→ WORK REQUEST
Could you give the records below again exactly as they stand?

(Dataset items)
--------------------------------------------------

//! HTTP transport for pipeline requests.
//!
//! Native builds apply the configured request/connect timeouts; in the
//! browser `reqwest` runs on `fetch`, which has no client-side timeout.

#[cfg(test)]
#[path = "transport_test.rs"]
mod transport_test;

#[cfg(not(target_arch = "wasm32"))]
use std::time::Duration;

use super::error::ApiError;
use super::pipeline::{ApiRequest, ApiResponse};
use crate::config::ClientConfig;

/// Moves an [`ApiRequest`] to the backend and reads the full response.
#[allow(async_fn_in_trait)]
pub trait Transport {
    /// # Errors
    ///
    /// Returns `ApiError::Network` when no response was received.
    async fn send(&self, request: &ApiRequest) -> Result<ApiResponse, ApiError>;
}

/// `reqwest`-backed transport rooted at the configured API base URL.
#[derive(Debug, Clone)]
pub struct ReqwestTransport {
    http: reqwest::Client,
    base_url: String,
}

impl ReqwestTransport {
    /// # Errors
    ///
    /// Returns `ApiError::InvalidRequest` if the HTTP client cannot be built.
    pub fn new(config: &ClientConfig) -> Result<Self, ApiError> {
        let builder = reqwest::Client::builder();
        #[cfg(not(target_arch = "wasm32"))]
        let builder = builder
            .timeout(Duration::from_secs(config.timeouts.request_secs))
            .connect_timeout(Duration::from_secs(config.timeouts.connect_secs));
        let http = builder
            .build()
            .map_err(|e| ApiError::InvalidRequest(format!("http client build failed: {e}")))?;
        Ok(Self { http, base_url: config.api_base_url.trim_end_matches('/').to_owned() })
    }

    pub fn base_url(&self) -> &str {
        &self.base_url
    }

    fn url_for(&self, path: &str) -> String {
        format!("{}{}", self.base_url, path)
    }
}

impl Transport for ReqwestTransport {
    async fn send(&self, request: &ApiRequest) -> Result<ApiResponse, ApiError> {
        let mut builder = self
            .http
            .request(request.method.clone(), self.url_for(&request.path))
            .headers(request.headers.clone());
        if !request.query.is_empty() {
            builder = builder.query(&request.query);
        }
        if let Some(body) = &request.body {
            builder = builder.json(body);
        }

        let response = builder.send().await.map_err(|e| {
            tracing::warn!(method = %request.method, path = %request.path, error = %e, "request failed to send");
            ApiError::Network(e.to_string())
        })?;
        let status = response.status().as_u16();
        let body = response.text().await.map_err(|e| ApiError::Network(e.to_string()))?;
        Ok(ApiResponse { status, body })
    }
}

--------------------------------------------------

→ REPLY TO THE EXERCISE
//! HTTP transport for pipeline requests.
//!
//! Native builds apply the configured request/connect timeouts; in the
//! browser `reqwest` runs on `fetch`, which has no client-side timeout.

#[cfg(test)]
#[path = "transport_test.rs"]
mod transport_test;

#[cfg(not(target_arch = "wasm32"))]
use std::time::Duration;

use super::error::ApiError;
use super::pipeline::{ApiRequest, ApiResponse};
use crate::config::ClientConfig;

/// Moves an [`ApiRequest`] to the backend and reads the full response.
#[allow(async_fn_in_trait)]
pub trait Transport {
    /// # Errors
    ///
    /// Returns `ApiError::Network` when no response was received.
    async fn send(&self, request: &ApiRequest) -> Result<ApiResponse, ApiError>;
}

/// `reqwest`-backed transport rooted at the configured API base URL.
#[derive(Debug, Clone)]
pub struct ReqwestTransport {
    http: reqwest::Client,
    base_url: String,
}

impl ReqwestTransport {
    /// # Errors
    ///
    /// Returns `ApiError::InvalidRequest` if the HTTP client cannot be built.
    pub fn new(config: &ClientConfig) -> Result<Self, ApiError> {
        let builder = reqwest::Client::builder();
        #[cfg(not(target_arch = "wasm32"))]
        let builder = builder
            .timeout(Duration::from_secs(config.timeouts.request_secs))
            .connect_timeout(Duration::from_secs(config.timeouts.connect_secs));
        let http = builder
            .build()
            .map_err(|e| ApiError::InvalidRequest(format!("http client build failed: {e}")))?;
        Ok(Self { http, base_url: config.api_base_url.trim_end_matches('/').to_owned() })
    }

    pub fn base_url(&self) -> &str {
        &self.base_url
    }

    fn url_for(&self, path: &str) -> String {
        format!("{}{}", self.base_url, path)
    }
}

impl Transport for ReqwestTransport {
    async fn send(&self, request: &ApiRequest) -> Result<ApiResponse, ApiError> {
        let mut builder = self
            .http
            .request(request.method.clone(), self.url_for(&request.path))
            .headers(request.headers.clone());
        if !request.query.is_empty() {
            builder = builder.query(&request.query);
        }
        if let Some(body) = &request.body {
            builder = builder.json(body);
        }

        let response = builder.send().await.map_err(|e| {
            tracing::warn!(method = %request.method, path = %request.path, error = %e, "request failed to send");
            ApiError::Network(e.to_string())
        })?;
        let status = response.status().as_u16();
        let body = response.text().await.map_err(|e| ApiError::Network(e.to_string()))?;
        Ok(ApiResponse { status, body })
    }
}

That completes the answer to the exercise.